Using waste as an industrial input is not the same as laboriously sorting through the world’s rubbish to extract single streams of the same materials, then reprocessing them back into the same form, like recycling glass back into more glass. Our waste streams are increasingly complex - mixed plastics, e-waste and auto waste, for example – and, as such, much waste simply cannot be recycled using conventional approaches. This means more and more waste is now destined for landfills. However, we can overcome these technical and cost barriers by looking at waste at its elemental level. The world’s waste mountains are packed with useful elements like carbon, hydrogen, silica, titania and metals that we would otherwise source from virgin raw materials. By redirecting waste, as a valuable resource, back into our industrial processes we can transform it in the production of previously unimaginable value-added materials and products, simultaneously delivering both new economic value and environmental benefits.

This article focuses on such transformations of ‘waste’ into value-added materials and the associated development of green manufacturing. The examples selected demonstrate how innovative scientific research and development is delivering economically viable, real-world solutions for industry by reimagining waste as a resource for the future.
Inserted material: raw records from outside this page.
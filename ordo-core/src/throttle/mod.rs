// ABOUTME: Rate-limit store contract consumed by the command dispatcher
// ABOUTME: Fixed-window counting on top of pluggable get/set/remove storage

mod memory;
mod sqlite;

pub use memory::MemoryThrottleStore;
pub use sqlite::SqliteThrottleStore;

use crate::events::EventFiring;
use anyhow::Result;
use async_trait::async_trait;
use serde::{Deserialize, Serialize};
use std::sync::atomic::{AtomicI64, Ordering};
use std::sync::Arc;

/// Usage counter for one subject in one scope
#[derive(Debug, Clone, Copy, PartialEq, Eq, Serialize, Deserialize)]
pub struct ThrottleObject {
    /// Epoch milliseconds at which the window ends
    pub reset: i64,
    pub uses: u32,
}

/// How often something may be used
#[derive(Debug, Clone, PartialEq, Eq, Serialize, Deserialize)]
pub struct ThrottlePolicy {
    /// Allowed uses per window
    pub usages: u32,
    /// Window length in seconds
    pub duration: u64,
    /// Permission keys that, when all held, skip throttling
    #[serde(default)]
    pub bypass: Vec<String>,
}

impl ThrottlePolicy {
    pub fn new(usages: u32, duration: u64) -> Self {
        Self {
            usages,
            duration,
            bypass: Vec::new(),
        }
    }

    pub fn with_bypass(mut self, keys: impl IntoIterator<Item = impl Into<String>>) -> Self {
        self.bypass = keys.into_iter().map(Into::into).collect();
        self
    }
}

#[derive(Debug, Clone, Copy, PartialEq, Eq)]
pub struct ThrottleResult {
    pub okay: bool,
    /// When the current window ends, if the subject is throttled
    pub reset: Option<i64>,
    pub throttle: ThrottleObject,
}

/// Source of "now" for throttle windows
pub trait Clock: Send + Sync {
    fn now_millis(&self) -> i64;
}

#[derive(Debug, Default, Clone, Copy)]
pub struct SystemClock;

impl Clock for SystemClock {
    fn now_millis(&self) -> i64 {
        chrono::Utc::now().timestamp_millis()
    }
}

/// Clock that only moves when told to
#[derive(Debug, Default)]
pub struct ManualClock {
    now: AtomicI64,
}

impl ManualClock {
    pub fn new(start_millis: i64) -> Arc<Self> {
        Arc::new(Self {
            now: AtomicI64::new(start_millis),
        })
    }

    pub fn advance_secs(&self, secs: i64) {
        self.now.fetch_add(secs * 1000, Ordering::SeqCst);
    }

    pub fn set(&self, millis: i64) {
        self.now.store(millis, Ordering::SeqCst);
    }
}

impl Clock for ManualClock {
    fn now_millis(&self) -> i64 {
        self.now.load(Ordering::SeqCst)
    }
}

/// Fixed-window decision for one use at `now`.
///
/// Returns the result and the counter to store, if it changed.
pub fn apply_window(
    current: Option<ThrottleObject>,
    policy: &ThrottlePolicy,
    now: i64,
) -> (ThrottleResult, Option<ThrottleObject>) {
    match current {
        Some(current) if current.reset > now && current.uses >= policy.usages => (
            ThrottleResult {
                okay: false,
                reset: Some(current.reset),
                throttle: current,
            },
            None,
        ),
        Some(mut current) if current.reset > now => {
            current.uses += 1;
            (
                ThrottleResult {
                    okay: true,
                    reset: None,
                    throttle: current,
                },
                Some(current),
            )
        }
        _ => {
            let window = i64::try_from(policy.duration)
                .unwrap_or(i64::MAX / 1000)
                .saturating_mul(1000);
            let fresh = ThrottleObject {
                reset: now.saturating_add(window),
                uses: 1,
            };
            (
                ThrottleResult {
                    okay: policy.usages > 0,
                    reset: (policy.usages == 0).then_some(fresh.reset),
                    throttle: fresh,
                },
                Some(fresh),
            )
        }
    }
}

/// Storage for throttle counters.
///
/// Implementors provide raw storage; [`ThrottleStore::throttle`] applies
/// the window logic on top of it.
#[async_trait]
pub trait ThrottleStore: Send + Sync {
    fn now_millis(&self) -> i64;

    async fn get(&self, scope: &str, id: &str) -> Result<Option<ThrottleObject>>;

    async fn set(&self, scope: &str, id: &str, object: ThrottleObject) -> Result<()>;

    async fn remove(&self, scope: &str, id: &str) -> Result<()>;

    /// Count one use of `scope` by `id` against `policy`.
    ///
    /// The provided version is a separate `get` then `set`, so two concurrent
    /// calls for the same subject can both pass. Stores shared between tasks
    /// should override it with a single locked read-modify-write around
    /// [`apply_window`].
    async fn throttle(
        &self,
        scope: &str,
        policy: &ThrottlePolicy,
        id: &str,
        _firing: Option<&EventFiring>,
    ) -> Result<ThrottleResult> {
        let now = self.now_millis();
        let (result, write) = apply_window(self.get(scope, id).await?, policy, now);
        if let Some(object) = write {
            self.set(scope, id, object).await?;
        }
        Ok(result)
    }
}
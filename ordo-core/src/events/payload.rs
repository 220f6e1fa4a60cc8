// ABOUTME: Event names emitted by the runtime and the payloads they carry
// ABOUTME: Platforms translate their raw events into these variants

use crate::traits::IncomingMessage;
use std::sync::Arc;

/// Names of the events the runtime knows about
pub mod names {
    pub const MESSAGE: &str = "message";
    pub const MESSAGE_UPDATE: &str = "messageUpdate";
    pub const MESSAGE_DELETE: &str = "messageDelete";
    pub const CHANNEL_DELETE: &str = "channelDelete";
    pub const SERVER_DELETE: &str = "serverDelete";
    pub const READY: &str = "ready";
    pub const ERROR: &str = "error";
    pub const RAW: &str = "raw";
    pub const BEFORE_CONNECT: &str = "beforeConnect";
    pub const AFTER_CONNECT: &str = "afterConnect";
    pub const BEFORE_DISCONNECT: &str = "beforeDisconnect";
    pub const AFTER_DISCONNECT: &str = "afterDisconnect";
}

/// Arguments delivered with an event firing
#[derive(Debug, Clone)]
pub enum EventPayload {
    Empty,
    Message(Arc<IncomingMessage>),
    MessageUpdate {
        old: Option<Arc<IncomingMessage>>,
        new: Arc<IncomingMessage>,
    },
    MessageDelete {
        channel_id: String,
        message_id: String,
    },
    ChannelDelete {
        channel_id: String,
    },
    ServerDelete {
        server_id: String,
    },
    Error(String),
    /// Platform-specific data with no dedicated variant
    Raw(serde_json::Value),
}

impl EventPayload {
    pub fn message(&self) -> Option<&Arc<IncomingMessage>> {
        match self {
            Self::Message(msg) => Some(msg),
            Self::MessageUpdate { new, .. } => Some(new),
            _ => None,
        }
    }
}

impl From<IncomingMessage> for EventPayload {
    fn from(msg: IncomingMessage) -> Self {
        Self::Message(Arc::new(msg))
    }
}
The future of green materials and green manufacturing

The impetus for researchers to innovate to help solve the global waste challenge has never been greater. Worldwide, the cost of raw materials continues to rise, while on the sales side pressures for industries to deliver competitively priced products are only intensifying. Conversely, waste stockpiles are accumulating at a rapidly increasing rate, reflecting the pace of economic activity, shorter replacement cycles and the increasing intensity of global trade and transportation. Rapid industrialisation across Asia and other developing nations from the 1960s, the dramatic fall in the prices of consumer goods and the accompanying rise of consumer cultures has driven an eightfold increase in materials consumed over the last century. Rising incomes across many developing nations are coinciding with sharp increases in the volumes of waste generated and increasingly complex waste streams, such as e-waste and industrial waste. The World Bank recently reported that the world’s three billion urban dwellers generate an average of 1.2 kg of solid waste per person per day, double that of a decade ago. Without innovation, World’s landfill sites will become increasingly clogged, exacerbating the loss of potentially valuable secondary resources and risking environmental contamination.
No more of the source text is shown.